ABOUT THIS TASK — With the line containing "#[derive(Debug, Clone, Serialize, Deserialize)]" as the start and the line containing "sign-in request payload." as the end, transcribe that span of the entries below exactly, including both.

====== DATA FOR THIS EXERCISE ======

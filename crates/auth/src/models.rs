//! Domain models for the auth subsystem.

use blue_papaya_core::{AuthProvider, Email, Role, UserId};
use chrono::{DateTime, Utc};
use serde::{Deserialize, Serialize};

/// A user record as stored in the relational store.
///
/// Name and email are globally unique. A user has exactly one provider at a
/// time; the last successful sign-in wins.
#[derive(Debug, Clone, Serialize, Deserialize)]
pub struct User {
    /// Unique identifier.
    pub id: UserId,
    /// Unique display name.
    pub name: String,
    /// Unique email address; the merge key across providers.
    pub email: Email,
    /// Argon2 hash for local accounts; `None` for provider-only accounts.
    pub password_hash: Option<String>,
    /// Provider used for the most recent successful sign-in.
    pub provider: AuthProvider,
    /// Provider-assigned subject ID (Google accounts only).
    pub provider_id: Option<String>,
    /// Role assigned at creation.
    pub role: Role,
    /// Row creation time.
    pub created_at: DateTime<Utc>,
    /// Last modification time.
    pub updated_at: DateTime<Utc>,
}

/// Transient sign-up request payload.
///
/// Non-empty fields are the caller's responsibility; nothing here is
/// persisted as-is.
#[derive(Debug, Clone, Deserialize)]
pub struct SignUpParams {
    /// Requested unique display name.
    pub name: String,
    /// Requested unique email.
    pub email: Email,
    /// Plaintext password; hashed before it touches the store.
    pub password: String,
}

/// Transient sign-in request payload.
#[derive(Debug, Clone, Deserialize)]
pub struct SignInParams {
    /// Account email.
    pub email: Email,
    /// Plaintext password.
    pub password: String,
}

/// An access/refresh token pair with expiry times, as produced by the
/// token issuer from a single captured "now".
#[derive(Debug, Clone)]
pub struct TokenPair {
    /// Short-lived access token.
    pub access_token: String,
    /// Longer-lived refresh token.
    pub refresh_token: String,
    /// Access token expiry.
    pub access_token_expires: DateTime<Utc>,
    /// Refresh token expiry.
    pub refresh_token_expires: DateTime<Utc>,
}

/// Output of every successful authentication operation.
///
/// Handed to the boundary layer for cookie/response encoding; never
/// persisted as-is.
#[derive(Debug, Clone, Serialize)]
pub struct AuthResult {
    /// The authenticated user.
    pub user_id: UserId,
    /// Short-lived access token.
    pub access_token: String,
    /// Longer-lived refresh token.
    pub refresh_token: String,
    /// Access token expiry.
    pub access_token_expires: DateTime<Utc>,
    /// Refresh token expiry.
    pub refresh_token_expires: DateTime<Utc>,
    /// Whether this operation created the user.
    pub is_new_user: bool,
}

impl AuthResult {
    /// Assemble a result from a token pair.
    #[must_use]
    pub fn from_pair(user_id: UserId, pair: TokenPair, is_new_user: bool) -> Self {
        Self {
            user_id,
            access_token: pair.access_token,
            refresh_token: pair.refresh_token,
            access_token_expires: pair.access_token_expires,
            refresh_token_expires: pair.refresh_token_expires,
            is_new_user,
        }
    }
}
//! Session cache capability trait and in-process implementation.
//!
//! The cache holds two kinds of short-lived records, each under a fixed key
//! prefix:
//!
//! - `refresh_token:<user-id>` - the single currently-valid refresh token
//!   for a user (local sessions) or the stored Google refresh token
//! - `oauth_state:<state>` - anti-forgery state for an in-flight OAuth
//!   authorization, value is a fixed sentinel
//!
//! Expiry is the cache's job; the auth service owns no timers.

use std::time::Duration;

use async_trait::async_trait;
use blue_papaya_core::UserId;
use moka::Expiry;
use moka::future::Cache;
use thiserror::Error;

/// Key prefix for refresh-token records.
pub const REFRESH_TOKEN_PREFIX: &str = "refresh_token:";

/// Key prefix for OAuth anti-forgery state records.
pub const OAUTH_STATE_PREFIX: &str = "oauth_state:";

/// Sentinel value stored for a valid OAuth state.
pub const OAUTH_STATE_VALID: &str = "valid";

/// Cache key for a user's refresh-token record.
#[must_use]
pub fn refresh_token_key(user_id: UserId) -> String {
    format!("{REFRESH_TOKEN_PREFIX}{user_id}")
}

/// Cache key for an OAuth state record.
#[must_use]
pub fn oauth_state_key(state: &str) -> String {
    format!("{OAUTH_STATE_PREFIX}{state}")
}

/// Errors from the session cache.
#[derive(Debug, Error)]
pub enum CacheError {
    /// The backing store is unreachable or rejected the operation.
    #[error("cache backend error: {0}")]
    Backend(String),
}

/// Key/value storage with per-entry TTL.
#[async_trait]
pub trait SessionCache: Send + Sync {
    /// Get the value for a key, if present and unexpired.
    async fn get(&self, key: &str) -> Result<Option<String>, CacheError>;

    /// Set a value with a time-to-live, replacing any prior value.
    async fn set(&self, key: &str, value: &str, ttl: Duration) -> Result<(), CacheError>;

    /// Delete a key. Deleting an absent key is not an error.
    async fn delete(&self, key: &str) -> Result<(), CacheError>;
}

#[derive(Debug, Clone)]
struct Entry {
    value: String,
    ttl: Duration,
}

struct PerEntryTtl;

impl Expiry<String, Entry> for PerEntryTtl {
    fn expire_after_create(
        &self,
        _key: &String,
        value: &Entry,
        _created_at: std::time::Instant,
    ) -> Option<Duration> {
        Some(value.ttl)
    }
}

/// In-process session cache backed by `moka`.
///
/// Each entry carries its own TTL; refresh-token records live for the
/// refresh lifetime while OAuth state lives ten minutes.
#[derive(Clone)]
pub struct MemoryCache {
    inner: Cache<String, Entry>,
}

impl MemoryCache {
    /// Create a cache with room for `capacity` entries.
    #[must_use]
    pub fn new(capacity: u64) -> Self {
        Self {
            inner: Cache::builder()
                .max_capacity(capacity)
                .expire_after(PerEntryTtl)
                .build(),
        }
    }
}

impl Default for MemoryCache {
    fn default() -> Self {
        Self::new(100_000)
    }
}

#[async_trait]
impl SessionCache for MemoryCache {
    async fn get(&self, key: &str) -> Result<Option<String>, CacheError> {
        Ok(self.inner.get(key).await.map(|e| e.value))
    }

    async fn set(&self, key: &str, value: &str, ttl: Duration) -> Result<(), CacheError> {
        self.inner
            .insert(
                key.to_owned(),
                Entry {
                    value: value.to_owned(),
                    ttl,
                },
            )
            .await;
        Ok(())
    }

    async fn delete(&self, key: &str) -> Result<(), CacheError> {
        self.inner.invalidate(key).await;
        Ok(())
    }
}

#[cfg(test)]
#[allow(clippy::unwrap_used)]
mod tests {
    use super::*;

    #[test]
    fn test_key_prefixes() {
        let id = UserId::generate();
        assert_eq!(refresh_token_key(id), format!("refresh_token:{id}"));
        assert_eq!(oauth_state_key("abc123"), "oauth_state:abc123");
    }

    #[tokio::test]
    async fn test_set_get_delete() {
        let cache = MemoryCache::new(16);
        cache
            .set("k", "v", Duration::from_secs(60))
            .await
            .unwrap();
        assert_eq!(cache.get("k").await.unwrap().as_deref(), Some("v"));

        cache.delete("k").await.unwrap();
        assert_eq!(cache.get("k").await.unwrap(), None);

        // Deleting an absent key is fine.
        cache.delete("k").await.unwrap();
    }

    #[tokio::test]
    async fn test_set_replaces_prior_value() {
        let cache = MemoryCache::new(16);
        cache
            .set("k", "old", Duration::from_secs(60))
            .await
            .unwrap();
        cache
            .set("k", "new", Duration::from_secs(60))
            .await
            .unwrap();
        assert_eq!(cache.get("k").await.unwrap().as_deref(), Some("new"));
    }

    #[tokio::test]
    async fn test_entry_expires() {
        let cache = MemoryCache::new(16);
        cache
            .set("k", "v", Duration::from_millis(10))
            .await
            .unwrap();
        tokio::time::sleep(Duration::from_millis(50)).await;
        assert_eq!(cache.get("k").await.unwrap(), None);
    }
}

======
====== DATA FOR THIS EXERCISE ======

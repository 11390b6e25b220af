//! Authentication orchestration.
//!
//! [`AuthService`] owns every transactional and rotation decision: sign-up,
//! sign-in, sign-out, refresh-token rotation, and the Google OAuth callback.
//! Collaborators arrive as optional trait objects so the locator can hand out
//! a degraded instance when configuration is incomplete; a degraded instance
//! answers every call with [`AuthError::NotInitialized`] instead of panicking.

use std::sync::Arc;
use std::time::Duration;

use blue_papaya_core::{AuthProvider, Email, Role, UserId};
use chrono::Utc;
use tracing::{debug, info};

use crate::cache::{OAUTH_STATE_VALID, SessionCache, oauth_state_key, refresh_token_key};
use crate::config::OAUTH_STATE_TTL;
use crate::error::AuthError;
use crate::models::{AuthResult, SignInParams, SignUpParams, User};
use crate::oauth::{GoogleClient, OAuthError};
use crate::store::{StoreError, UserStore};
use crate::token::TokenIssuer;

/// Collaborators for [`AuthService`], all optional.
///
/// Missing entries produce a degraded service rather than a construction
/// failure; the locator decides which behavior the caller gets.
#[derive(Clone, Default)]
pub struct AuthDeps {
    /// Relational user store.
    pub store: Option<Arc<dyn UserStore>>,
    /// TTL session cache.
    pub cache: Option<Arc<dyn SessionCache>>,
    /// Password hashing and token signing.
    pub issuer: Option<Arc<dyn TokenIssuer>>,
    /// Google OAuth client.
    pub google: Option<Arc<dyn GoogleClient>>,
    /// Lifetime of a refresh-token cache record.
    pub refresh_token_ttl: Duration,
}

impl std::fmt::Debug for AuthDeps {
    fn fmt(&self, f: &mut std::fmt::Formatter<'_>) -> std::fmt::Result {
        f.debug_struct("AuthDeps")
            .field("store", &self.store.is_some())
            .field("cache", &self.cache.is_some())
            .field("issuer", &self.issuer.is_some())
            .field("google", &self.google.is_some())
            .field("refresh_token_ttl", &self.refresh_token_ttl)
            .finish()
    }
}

======

ANSWER AREA —
#[derive(Debug, Clone, Serialize, Deserialize)]
pub struct User {
    /// Unique identifier.
    pub id: UserId,
    /// Unique display name.
    pub name: String,
    /// Unique email address; the merge key across providers.
    pub email: Email,
    /// Argon2 hash for local accounts; `None` for provider-only accounts.
    pub password_hash: Option<String>,
    /// Provider used for the most recent successful sign-in.
    pub provider: AuthProvider,
    /// Provider-assigned subject ID (Google accounts only).
    pub provider_id: Option<String>,
    /// Role assigned at creation.
    pub role: Role,
    /// Row creation time.
    pub created_at: DateTime<Utc>,
    /// Last modification time.
    pub updated_at: DateTime<Utc>,
}

/// Transient sign-up request payload.
///
/// Non-empty fields are the caller's responsibility; nothing here is
/// persisted as-is.
#[derive(Debug, Clone, Deserialize)]
pub struct SignUpParams {
    /// Requested unique display name.
    pub name: String,
    /// Requested unique email.
    pub email: Email,
    /// Plaintext password; hashed before it touches the store.
    pub password: String,
}

/// Transient sign-in request payload.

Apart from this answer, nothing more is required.